The Create Pull Request option is available for both branch scanning and PR scanning. However, in the case of PR scanning, this option will only appear if the remediation suggestions apply to code files that were not modified in the PR. These suggestions may address new or existing vulnerabilities identified in the base branch.

Configuration for Code Suggestions and Create Pull Request features

These features are currently supported only for Harness Code Repository and GitHub.

  • Harness Code Repository: No configuration is needed; these features are enabled by default.
  • GitHub: To enable these features, you’ll need to configure your GitHub connector. Follow the steps below to set it up.

Also, these features are currently supported only for the scan results from all the Secret detection and SAST scanners including both built-in open-source and commercial scanners.

To enable code suggestions and create pull requests in GitHub from STO, you need to configure the GitHub connector within STO’s Default Settings. Go to Account Settings, select Default Settings, and then choose the Security Testing Orchestration tile. Locate the GitHub Connector for Pull Requests field and set up your GitHub connector. Ensure your GitHub token includes the following permissions:

  • repo - Full control of private repositories
  • write:org - Read and write org and team membership, read and write org projects
  • write:discussion - Read and write team discussions
  • project - Full control of projects

You can also configure these settings at the organization or project level, based on your requirements.

tip

These features will only appear if the scanner provides the exact vulnerable code snippet. If the code snippet is not provided, you can still use the feature by manually adding context on the vulnerable code. For details on how to do this, refer to Edit to enhance AI remediations.

Edit to enhance the AI remediations

This procedure describes how to refine a suggestion by providing more information, such as additional context or code snippets, to Harness AI.
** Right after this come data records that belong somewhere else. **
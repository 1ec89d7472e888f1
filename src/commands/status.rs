use std::collections::BTreeSet;
use std::fs;
use std::path::{Path, PathBuf};

use anyhow::{Context, Result};
use serde_json::Value;
use tracing::{info, warn};

use crate::commands::pipeline::scan_or_default;
use crate::config::PipelineLayout;
use crate::model::PipelineRunManifest;
use crate::util::{list_file_names, read_json_optional};

/// Distinct `case_number` values across the records of a merged corpus file.
pub fn unique_case_numbers(path: &Path) -> Result<BTreeSet<String>> {
    let raw = fs::read(path).with_context(|| format!("failed to read {}", path.display()))?;
    let records: Vec<Value> =
        serde_json::from_slice(&raw).with_context(|| format!("failed to parse {}", path.display()))?;

    Ok(records
        .iter()
        .filter_map(|record| record.get("case_number"))
        .map(|value| match value {
            Value::String(s) => s.clone(),
            other => other.to_string(),
        })
        .collect())
}

/// Most recent `pipeline_run_*.json` in `manifest_dir`; names sort by start time.
pub fn latest_run_manifest(manifest_dir: &Path) -> Result<Option<PathBuf>> {
    Ok(list_file_names(manifest_dir)?
        .into_iter()
        .rfind(|name| name.starts_with("pipeline_run_") && name.ends_with(".json"))
        .map(|name| manifest_dir.join(name)))
}

pub fn run() -> Result<()> {
    let layout = PipelineLayout::default();
    let root = Path::new(".");
    info!(root = %root.display(), "status requested");

    match latest_run_manifest(&root.join(&layout.manifest_dir))? {
        Some(path) => match read_json_optional::<PipelineRunManifest>(&path) {
            Ok(Some(manifest)) => {
                info!(
                    run_id = %manifest.run_id,
                    started_at = %manifest.started_at,
                    finished_at = %manifest.finished_at,
                    chunk_sizes = %manifest.chunk_sizes,
                    "loaded last pipeline run"
                );
                for stage in &manifest.stages {
                    info!(
                        stage = %stage.name,
                        status = %stage.status,
                        exit_code = ?stage.exit_code,
                        missing = %stage.missing_inputs.join(", "),
                        "last run stage"
                    );
                }
            }
            Ok(None) => {}
            Err(err) => warn!(path = %path.display(), error = %format!("{err:#}"), "unreadable pipeline run manifest"),
        },
        None => warn!(dir = %layout.manifest_dir.display(), "no pipeline run manifest found"),
    }

    let counts = scan_or_default(root, &layout);
    for line in counts.summary_lines(&layout) {
        println!("{line}");
    }

    let merged = root.join(&layout.merged_output);
    if merged.is_file() {
        match unique_case_numbers(&merged) {
            Ok(cases) => println!("Found {} unique case numbers.", cases.len()),
            Err(err) => warn!(path = %merged.display(), error = %format!("{err:#}"), "failed to read merged corpus"),
        }
    }

    Ok(())
}

#[cfg(test)]
mod tests {
    use super::*;

    #[test]
    fn unique_case_numbers_ignores_records_without_one() {
        let dir = tempfile::tempdir().unwrap();
        let path = dir.path().join("output.json");
        fs::write(
            &path,
            r#"[
                {"case_number": "M.1", "topic": "a"},
                {"case_number": "M.1", "topic": "b"},
                {"case_number": "AT.2"},
                {"topic": "orphan"},
                {"case_number": 10000}
            ]"#,
        )
        .unwrap();

        let cases = unique_case_numbers(&path).unwrap();
        assert_eq!(cases.len(), 3);
        assert!(cases.contains("10000"));
    }

    #[test]
    fn latest_run_manifest_picks_newest_name() {
        let dir = tempfile::tempdir().unwrap();
        for name in [
            "pipeline_run_20250101T000000Z.json",
            "pipeline_run_20250301T120000Z.json",
            "other.json",
        ] {
            fs::write(dir.path().join(name), "{}").unwrap();
        }

        let latest = latest_run_manifest(dir.path()).unwrap().unwrap();
        assert!(latest.ends_with("pipeline_run_20250301T120000Z.json"));
        assert!(latest_run_manifest(&dir.path().join("absent")).unwrap().is_none());
    }
}
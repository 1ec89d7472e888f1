//! The four-line metadata header carried at the top of every intermediate text
//! file, and the blank-line separated header blocks of the links file.

use std::collections::HashMap;

use anyhow::{Context, Result, bail};

use crate::model::{CaseLink, ExclusionRecord, PolicyArea};

pub const CASE_NUMBER: &str = "Case Number";
pub const YEAR: &str = "Year";
pub const POLICY_AREA: &str = "Policy Area";
pub const LINK: &str = "Link";
pub const REASON: &str = "Reason";

/// Renders the four header lines, each newline-terminated.
pub fn render_header(case_id: &str, year: &str, policy_area: &str, url: &str) -> String {
    format!(
        "{CASE_NUMBER}: {case_id}\n{YEAR}: {year}\n{POLICY_AREA}: {policy_area}\n{LINK}: {url}\n"
    )
}

/// Header block as written to the links file, using the display name of the area.
pub fn render_link_block(link: &CaseLink) -> String {
    let mut block = render_header(
        &link.case_id,
        &link.year,
        link.policy_area.display_name(),
        &link.url,
    );
    block.push('\n');
    block
}

/// Batch file body: header with the batch label of the area, blank line, raw text.
pub fn render_batch_file(link: &CaseLink, text: &str) -> String {
    let mut body = render_header(
        &link.case_id,
        &link.year,
        link.policy_area.batch_label(),
        &link.url,
    );
    body.push('\n');
    body.push_str(text);
    body
}

pub fn render_included_block(link: &CaseLink) -> String {
    let mut block = render_header(
        &link.case_id,
        &link.year,
        link.policy_area.batch_label(),
        &link.url,
    );
    block.push('\n');
    block
}

pub fn render_excluded_block(record: &ExclusionRecord) -> String {
    let link = &record.link;
    let mut block = render_header(
        &link.case_id,
        &link.year,
        link.policy_area.batch_label(),
        &link.url,
    );
    block.push_str(&format!("{REASON}: {}\n\n", record.reason));
    block
}

/// Splits text into `key: value` blocks separated by blank lines. A trailing
/// block without a closing blank line is still returned.
pub fn parse_blocks(text: &str) -> Result<Vec<HashMap<String, String>>> {
    let mut blocks = Vec::new();
    let mut current = HashMap::new();

    for (index, raw_line) in text.lines().enumerate() {
        let line = raw_line.trim();
        if line.is_empty() {
            if !current.is_empty() {
                blocks.push(std::mem::take(&mut current));
            }
            continue;
        }

        let Some((key, value)) = line.split_once(": ") else {
            bail!("line {} is not a `key: value` pair: {line}", index + 1);
        };
        current.insert(key.to_string(), value.to_string());
    }

    if !current.is_empty() {
        blocks.push(current);
    }

    Ok(blocks)
}

pub fn parse_link_blocks(text: &str) -> Result<Vec<CaseLink>> {
    parse_blocks(text)?
        .into_iter()
        .enumerate()
        .map(|(index, block)| {
            let field = |name: &str| {
                block
                    .get(name)
                    .cloned()
                    .with_context(|| format!("link block {} has no `{name}` field", index + 1))
            };

            Ok(CaseLink {
                case_id: field(CASE_NUMBER)?,
                year: field(YEAR)?,
                policy_area: PolicyArea::parse(&field(POLICY_AREA)?),
                url: field(LINK)?,
            })
        })
        .collect()
}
  1. When you go to Security Tests and then select an issue, an initial AI Remediation appears in Issue Details.

    This suggested remediation is based on public information about the CVE or CWE and the first detected occurrence (Occurrence 1) in the target. If the scanner captures the code snippet where the vulnerability is occurring, the query to Harness AI includes this snippet as well.

    You can send feedback to Harness about a specific remediation. Under Helpful?, click No. Then enter in your feedback and choose Submit.

  2. If you want to optimize the advice with additional information or context, do the following:

    1. Select Edit Input.

    2. Specify the occurrence, reference ID, and language (if you've scanned a codebase).

    Harness AI can often auto-detect the language of a code snippet, but it's good practice to confirm that the language setting is correct.

    Some scanners provide details on the location of the vulnerable code, such as the file name and line number, but may not offer the specific code snippet itself. With the Edit Input option, you can copy and paste the exact vulnerable code snippet. Harness AI will then use this information to recommend code changes, which can be used to create a pull request or make a code suggestion.

    1. Add any additional context in the text pane. For example, you might want to include relevant code immediately before the snippet where the vulnerability was identified, in addition to the snippet itself. Then select Generate.

  3. To generate remediations for another occurrence, do the following:

    1. In Issue Details, scroll down to the occurrence of interest and then select Unsure how to remediate? Ask AI. (You might need to wait a few seconds for the remediation to appear.)

    2. To further refine the suggested remediation with an additional code snippet, select Edit Snippet and then re-generate.